## PROBLEM REQUIREMENTS
The answer must consist of every line in the data that contains "RwLockUpgradableReadGuard".

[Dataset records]

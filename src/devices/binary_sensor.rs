use log::{debug, trace, warn};
use std::sync::Arc;
use std::time::Duration;

use crate::config::{BinarySensorConfig, EdgeDetect, EntityConfig, PullMode};
use crate::debounce::{LevelTracker, Transition, logical_level};
use crate::error::AppError;
use crate::gpio::{GpioBackend, LineId, LineSettings};
use crate::registry::{AcquireMode, LineHandle, LineRegistry};

use super::{EntityInfo, EntityState, StateNotifier, StateUpdate};

const MIN_POLL_INTERVAL: Duration = Duration::from_millis(1);

#[derive(Debug, Clone)]
pub struct BinarySensorOptions {
    pub line: LineId,
    pub pull_mode: PullMode,
    pub detect_edges: EdgeDetect,
    pub bouncetime_ms: u64,
    pub invert_logic: bool,
    pub mode: AcquireMode,
}

impl BinarySensorOptions {
    /// Resolves a config section. Unknown edge modes fail here, before any line is touched.
    pub fn from_config(
        cfg: &BinarySensorConfig,
        default_device: &str,
        mode: AcquireMode,
    ) -> Result<Self, AppError> {
        Ok(Self {
            line: LineId::new(cfg.resolve_device(default_device), cfg.port),
            pull_mode: PullMode::from_config(&cfg.pull_mode),
            detect_edges: cfg.detect_edges.parse()?,
            bouncetime_ms: cfg.bouncetime,
            invert_logic: cfg.invert_logic,
            mode,
        })
    }
}

/// Read-only input whose state is re-read whenever the kernel reports edges.
pub struct BinarySensor<B: GpioBackend> {
    info: EntityInfo,
    line: LineHandle<B>,
    invert_logic: bool,
    poll_interval: Duration,
    tracker: LevelTracker,
    notifier: Arc<dyn StateNotifier>,
}

impl<B: GpioBackend> BinarySensor<B> {
    pub fn new(
        registry: &Arc<LineRegistry<B>>,
        info: EntityInfo,
        options: &BinarySensorOptions,
        notifier: Arc<dyn StateNotifier>,
    ) -> Result<Self, AppError> {
        let line = registry.acquire(
            &options.line,
            &LineSettings::input(options.pull_mode),
            options.mode,
        )?;
        let settings = LineSettings::input(options.pull_mode)
            .with_edge_detection(options.detect_edges, options.bouncetime_ms)?;
        line.reconfigure(&settings)?;

        debug!(
            "binary sensor {} on {} ({:?}, {} edges, {} ms)",
            info.id, options.line, options.pull_mode, options.detect_edges, options.bouncetime_ms
        );

        Ok(Self {
            info,
            line,
            invert_logic: options.invert_logic,
            poll_interval: Duration::from_millis(options.bouncetime_ms).max(MIN_POLL_INTERVAL),
            tracker: LevelTracker::default(),
            notifier,
        })
    }

    pub fn info(&self) -> &EntityInfo {
        &self.info
    }

    pub fn lines(&self) -> Vec<LineId> {
        vec![self.line.id().clone()]
    }

    /// The host should drive [`poll`](Self::poll) at this cadence.
    pub fn poll_interval(&self) -> Duration {
        self.poll_interval
    }

    /// `None` until the first successful read.
    pub fn is_on(&self) -> Option<bool> {
        self.tracker
            .level()
            .map(|raw| logical_level(raw, self.invert_logic))
    }

    pub fn state(&self) -> EntityState {
        EntityState::BinarySensor {
            is_on: self.is_on(),
        }
    }

    /// Re-reads the line and notifies when the state moved, including the
    /// first read and a read error that drops a known state to unknown.
    pub fn update(&mut self) -> Result<Option<bool>, AppError> {
        let was_known = self.tracker.level().is_some();
        match self.refresh() {
            Ok(transition) => {
                if transition.is_change() {
                    self.notify();
                }
                Ok(self.is_on())
            }
            Err(e) => {
                if was_known {
                    self.notify();
                }
                Err(e)
            }
        }
    }

    /// One poll cycle: drain pending edges without blocking and, if any
    /// arrived, re-read the level and notify exactly once, even when the
    /// batch settled back on the previous level. Returns whether a
    /// notification was sent.
    pub fn poll(&mut self) -> Result<bool, AppError> {
        let events = self.line.wait_and_drain(Some(Duration::ZERO))?;
        if events.is_empty() {
            return Ok(false);
        }
        trace!("{} drained {} edges", self.info.id, events.len());

        let result = self.refresh();
        if let Err(e) = &result {
            warn!("{} went unknown: {e}", self.info.id);
        }
        self.notify();
        result.map(|_| true)
    }

    fn refresh(&mut self) -> Result<Transition, AppError> {
        match self.line.read() {
            Ok(raw) => {
                let transition = self.tracker.observe(raw);
                if transition.is_change() {
                    debug!("{} reads {}", self.info.id, transition.level());
                }
                Ok(transition)
            }
            Err(e) => {
                self.tracker.invalidate();
                Err(e)
            }
        }
    }

    fn notify(&self) {
        self.notifier
            .notify(StateUpdate::new(&self.info.id, self.state(), true));
    }
}
use log::{debug, error, info};
use std::sync::Arc;
use std::time::{Duration, Instant};

use parking_lot::{FairMutex, RwLock, RwLockUpgradableReadGuard};
use rustc_hash::FxHashMap;
use serde::{Deserialize, Serialize};

use crate::error::AppError;
use crate::gpio::{EdgeEvent, GpioBackend, LineId, LineRequest, LineSettings};
use crate::poller;

/// How a caller wants to hold a line.
#[derive(Debug, Clone, Copy, PartialEq, Eq, Default, Serialize, Deserialize)]
#[serde(rename_all = "kebab-case")]
pub enum AcquireMode {
    /// Fail with `LineBusy` when the line is already held.
    #[default]
    Exclusive,
    /// Join an existing shared request, reconfiguring it in place.
    Shared,
}

/// Longest single blocking wait on a line request.
pub const WAIT_SLICE: Duration = Duration::from_millis(20);

// `None` once the kernel request has been released.
type SharedRequest<R> = Arc<FairMutex<Option<R>>>;

struct LineEntry<R> {
    request: SharedRequest<R>,
    settings: LineSettings,
    mode: AcquireMode,
    holders: usize,
}

/// Sole owner of every kernel line request in the process.
pub struct LineRegistry<B: GpioBackend> {
    backend: Arc<B>,
    lines: RwLock<FxHashMap<LineId, LineEntry<B::Request>>>,
}

impl<B: GpioBackend> LineRegistry<B> {
    pub fn new(backend: Arc<B>) -> Self {
        Self {
            backend,
            lines: RwLock::new(FxHashMap::default()),
        }
    }

    pub fn acquire(
        self: &Arc<Self>,
        id: &LineId,
        settings: &LineSettings,
        mode: AcquireMode,
    ) -> Result<LineHandle<B>, AppError> {
        settings.validate()?;

        let lines = self.lines.upgradable_read();

        if let Some(entry) = lines.get(id) {
            if mode == AcquireMode::Exclusive || entry.mode == AcquireMode::Exclusive {
                return Err(AppError::LineBusy(format!("{id} is already requested")));
            }

            // count the new holder first so the request survives the unlocked reconfigure
            let request = {
                let mut lines = RwLockUpgradableReadGuard::upgrade(lines);
                let Some(entry) = lines.get_mut(id) else {
                    return Err(AppError::Gpio(format!("{id} vanished during acquire")));
                };
                entry.holders += 1;
                debug!("joining shared request for {id} ({} holders)", entry.holders);
                entry.request.clone()
            };
            let handle = LineHandle {
                id: id.clone(),
                request,
                registry: Arc::clone(self),
            };
            handle.reconfigure(settings)?;
            return Ok(handle);
        }

        // the upgradable guard is exclusive against other writers, so the
        // kernel request can be opened before upgrading
        let request = self
            .backend
            .request_lines(&id.chip, &[id.offset], settings)?;
        let request = Arc::new(FairMutex::new(Some(request)));

        let mut lines = RwLockUpgradableReadGuard::upgrade(lines);
        lines.insert(
            id.clone(),
            LineEntry {
                request: request.clone(),
                settings: settings.clone(),
                mode,
                holders: 1,
            },
        );
        debug!("requested {id} as {:?}", settings.direction);

        Ok(LineHandle {
            id: id.clone(),
            request,
            registry: Arc::clone(self),
        })
    }

    /// Replaces the settings of an open request without closing it.
    pub fn reconfigure(&self, id: &LineId, settings: &LineSettings) -> Result<(), AppError> {
        settings.validate()?;

        let request = self
            .lines
            .read()
            .get(id)
            .map(|e| e.request.clone())
            .ok_or_else(|| AppError::InvalidState(format!("{id} is not requested")))?;
        {
            let mut guard = request.lock();
            let line = guard
                .as_mut()
                .ok_or_else(|| AppError::InvalidState(format!("{id} was released")))?;
            line.reconfigure(settings)?;
        }

        if let Some(entry) = self.lines.write().get_mut(id)
            && Arc::ptr_eq(&entry.request, &request)
        {
            entry.settings = settings.clone();
        }
        debug!("reconfigured {id}: {settings:?}");
        Ok(())
    }

    /// Closes the request for `id`. Releasing an unknown line is a no-op.
    pub fn release(&self, id: &LineId) {
        let entry = self.lines.write().remove(id);
        if let Some(entry) = entry {
            Self::close(id, &entry.request);
        }
    }

    /// Drains and closes every open request.
    pub fn shutdown(&self) {
        let drained: Vec<_> = self.lines.write().drain().collect();
        let count = drained.len();
        for (id, entry) in drained {
            Self::close(&id, &entry.request);
        }
        info!("line registry drained, released {count} requests");
    }

    pub fn settings(&self, id: &LineId) -> Option<LineSettings> {
        self.lines.read().get(id).map(|e| e.settings.clone())
    }

    pub fn is_requested(&self, id: &LineId) -> bool {
        self.lines.read().contains_key(id)
    }

    pub fn open_requests(&self) -> usize {
        self.lines.read().len()
    }

    fn detach(&self, id: &LineId, request: &SharedRequest<B::Request>) {
        let mut lines = self.lines.write();
        let Some(entry) = lines.get_mut(id) else {
            return;
        };
        // the line may have been force-released and requested again since
        if !Arc::ptr_eq(&entry.request, request) {
            return;
        }
        entry.holders = entry.holders.saturating_sub(1);
        if entry.holders > 0 {
            debug!("{id} still held by {} holders", entry.holders);
            return;
        }
        if let Some(entry) = lines.remove(id) {
            drop(lines);
            Self::close(id, &entry.request);
        }
    }

    fn close(id: &LineId, request: &SharedRequest<B::Request>) {
        let Some(request) = request.lock().take() else {
            return;
        };
        match request.release() {
            Ok(()) => debug!("released {id}"),
            Err(e) => error!("release of {id} failed: {e}"),
        }
    }
}

/// Scoped access to one requested line. Dropping it releases the line.
pub struct LineHandle<B: GpioBackend> {
    id: LineId,
    request: SharedRequest<B::Request>,
    registry: Arc<LineRegistry<B>>,
}

impl<B: GpioBackend> LineHandle<B> {
    pub fn id(&self) -> &LineId {
        &self.id
    }

    pub fn settings(&self) -> Option<LineSettings> {
        self.registry.settings(&self.id)
    }

    pub fn reconfigure(&self, settings: &LineSettings) -> Result<(), AppError> {
        self.registry.reconfigure(&self.id, settings)
    }

    pub fn read(&self) -> Result<bool, AppError> {
        let guard = self.request.lock();
        let request = guard
            .as_ref()
            .ok_or_else(|| AppError::LineRead(format!("{} was released", self.id)))?;
        request.value(self.id.offset)
    }

    pub fn write(&self, active: bool) -> Result<(), AppError> {
        let mut guard = self.request.lock();
        let request = guard
            .as_mut()
            .ok_or_else(|| AppError::LineWrite(format!("{} was released", self.id)))?;
        request.set_value(self.id.offset, active)
    }

    /// Waits for edges in slices of at most [`WAIT_SLICE`], letting go of the
    /// request between slices so other callers and release are never held
    /// up for longer than one slice.
    pub fn wait_and_drain(&self, timeout: Option<Duration>) -> Result<Vec<EdgeEvent>, AppError> {
        let deadline = timeout.map(|t| Instant::now() + t);
        loop {
            let slice = match deadline {
                Some(deadline) => deadline
                    .saturating_duration_since(Instant::now())
                    .min(WAIT_SLICE),
                None => WAIT_SLICE,
            };
            let events = {
                let mut guard = self.request.lock();
                let request = guard
                    .as_mut()
                    .ok_or_else(|| AppError::LineRead(format!("{} was released", self.id)))?;
                poller::wait_and_drain(request, Some(slice))?
            };
            if !events.is_empty() {
                return Ok(events);
            }
            if deadline.is_some_and(|d| Instant::now() >= d) {
                return Ok(events);
            }
        }
    }
}

impl<B: GpioBackend> Drop for LineHandle<B> {
    fn drop(&mut self) {
        self.registry.detach(&self.id, &self.request);
    }
}
use log::warn;
use std::path::PathBuf;
use std::time::Duration;

use libgpiod::{chip::Chip, line, line::EventClock, request};

use crate::config::EdgeDetect;
use crate::error::AppError;
use crate::gpio::{Bias, Direction, EdgeEvent, EdgeKind, GpioBackend, LineRequest, LineSettings};

const LIBGPIOD_BACKEND_EVENT_BUFFER_CAPACITY: usize = 64;

/// Character-device backend built on libgpiod v2.
pub struct LibgpiodBackend;

impl LibgpiodBackend {
    pub fn new() -> Result<Self, AppError> {
        Ok(Self)
    }

    fn open_chip(path: &str) -> Result<Chip, AppError> {
        let p = PathBuf::from(path);
        Chip::open(&p).map_err(|e| AppError::DeviceUnavailable(format!("open chip {path}: {e}")))
    }

    fn check_offsets(chip: &Chip, path: &str, offsets: &[u32]) -> Result<(), AppError> {
        let num_lines = chip
            .info()
            .map_err(|e| AppError::DeviceUnavailable(format!("chip info {path}: {e}")))?
            .num_lines();
        match offsets.iter().find(|&&o| o as usize >= num_lines) {
            Some(offset) => Err(AppError::DeviceUnavailable(format!(
                "offset {offset} out of range for {path} ({num_lines} lines)"
            ))),
            None => Ok(()),
        }
    }

    fn open_request(chip: &Chip, line_cfg: &line::Config) -> Result<request::Request, AppError> {
        let mut req_cfg =
            request::Config::new().map_err(|e| AppError::Gpio(format!("request config: {e}")))?;
        req_cfg
            .set_consumer(env!("CARGO_PKG_NAME"))
            .map_err(|e| AppError::Gpio(format!("request consumer: {e}")))?;
        chip.request_lines(Some(&req_cfg), line_cfg)
            .map_err(|e| AppError::DeviceUnavailable(format!("request lines: {e}")))
    }

    fn make_line_settings(settings: &LineSettings) -> Result<line::Settings, AppError> {
        let mut ls =
            line::Settings::new().map_err(|e| AppError::Gpio(format!("libgpiod settings: {e}")))?;

        match settings.direction {
            Direction::Output => {
                ls.set_direction(line::Direction::Output)
                    .map_err(|e| AppError::Gpio(format!("set direction: {e}")))?;
            }
            Direction::Input => {
                ls.set_direction(line::Direction::Input)
                    .map_err(|e| AppError::Gpio(format!("set direction: {e}")))?;
                let bias = match settings.bias {
                    Bias::None => None,
                    Bias::PullUp => Some(line::Bias::PullUp),
                    Bias::PullDown => Some(line::Bias::PullDown),
                };
                ls.set_bias(bias)
                    .map_err(|e| AppError::Gpio(format!("set bias: {e}")))?;
            }
        }

        if settings.edge != EdgeDetect::None {
            let edge = match settings.edge {
                EdgeDetect::None => None,
                EdgeDetect::Rising => Some(line::Edge::Rising),
                EdgeDetect::Falling => Some(line::Edge::Falling),
                EdgeDetect::Both => Some(line::Edge::Both),
            };
            ls.set_edge_detection(edge)
                .map_err(|e| AppError::Gpio(format!("set edge detection: {e}")))?;
            ls.set_event_clock(EventClock::Realtime)
                .map_err(|e| AppError::Gpio(format!("set event clock: {e}")))?;
            ls.set_debounce_period(settings.debounce);
        }

        Ok(ls)
    }

    fn make_line_config(offsets: &[u32], settings: line::Settings) -> Result<line::Config, AppError> {
        let mut cfg =
            line::Config::new().map_err(|e| AppError::Gpio(format!("line config: {e}")))?;
        cfg.add_line_settings(offsets, settings)
            .map_err(|e| AppError::Gpio(format!("line config add settings: {e}")))?;
        Ok(cfg)
    }
}

impl GpioBackend for LibgpiodBackend {
    type Request = LibgpiodRequest;

    fn request_lines(
        &self,
        chip: &str,
        offsets: &[u32],
        settings: &LineSettings,
    ) -> Result<LibgpiodRequest, AppError> {
        let handle = Self::open_chip(chip)?;
        Self::check_offsets(&handle, chip, offsets)?;

        let line_settings = Self::make_line_settings(settings)?;
        let line_cfg = Self::make_line_config(offsets, line_settings)?;
        let request = Self::open_request(&handle, &line_cfg)?;
        let buffer = request::Buffer::new(LIBGPIOD_BACKEND_EVENT_BUFFER_CAPACITY)
            .map_err(|e| AppError::Gpio(format!("event buffer: {e}")))?;

        Ok(LibgpiodRequest {
            request,
            buffer,
            offsets: offsets.to_vec(),
        })
    }
}

pub struct LibgpiodRequest {
    request: request::Request,
    buffer: request::Buffer,
    offsets: Vec<u32>,
}

impl LineRequest for LibgpiodRequest {
    fn offsets(&self) -> &[u32] {
        &self.offsets
    }

    fn reconfigure(&mut self, settings: &LineSettings) -> Result<(), AppError> {
        let line_settings = LibgpiodBackend::make_line_settings(settings)?;
        let line_cfg = LibgpiodBackend::make_line_config(&self.offsets, line_settings)?;
        self.request
            .reconfigure_lines(&line_cfg)
            .map_err(|e| AppError::Gpio(format!("reconfigure lines: {e}")))
    }

    fn value(&self, offset: u32) -> Result<bool, AppError> {
        let value = self
            .request
            .value(offset)
            .map_err(|e| AppError::LineRead(format!("get value: {e}")))?;
        Ok(matches!(value, line::Value::Active))
    }

    fn set_value(&mut self, offset: u32, active: bool) -> Result<(), AppError> {
        let value = if active {
            line::Value::Active
        } else {
            line::Value::InActive
        };
        self.request
            .set_value(offset, value)
            .map_err(|e| AppError::LineWrite(format!("set value: {e}")))?;
        Ok(())
    }

    fn wait_edge_events(&self, timeout: Option<Duration>) -> Result<bool, AppError> {
        self.request
            .wait_edge_events(timeout)
            .map_err(|e| AppError::LineRead(format!("wait edge events: {e}")))
    }

    fn read_edge_events(&mut self) -> Result<Vec<EdgeEvent>, AppError> {
        let events = self
            .request
            .read_edge_events(&mut self.buffer)
            .map_err(|e| AppError::LineRead(format!("read edge events: {e}")))?;

        let mut batch = Vec::new();
        for evt in events {
            let evt = match evt {
                Ok(e) => e,
                Err(e) => {
                    warn!("skipping unreadable edge event: {e}");
                    continue;
                }
            };
            let edge = match evt.event_type() {
                Ok(line::EdgeKind::Rising) => EdgeKind::Rising,
                Ok(line::EdgeKind::Falling) => EdgeKind::Falling,
                Err(_) => continue,
            };
            batch.push(EdgeEvent {
                offset: evt.line_offset(),
                edge,
                timestamp_ns: evt.timestamp().as_nanos() as u64,
            });
        }
        Ok(batch)
    }

    fn release(self) -> Result<(), AppError> {
        // libgpiod releases the kernel request on drop
        drop(self.request);
        Ok(())
    }
}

## WORKED SOLUTION
use parking_lot::{FairMutex, RwLock, RwLockUpgradableReadGuard};
                let mut lines = RwLockUpgradableReadGuard::upgrade(lines);
        let mut lines = RwLockUpgradableReadGuard::upgrade(lines);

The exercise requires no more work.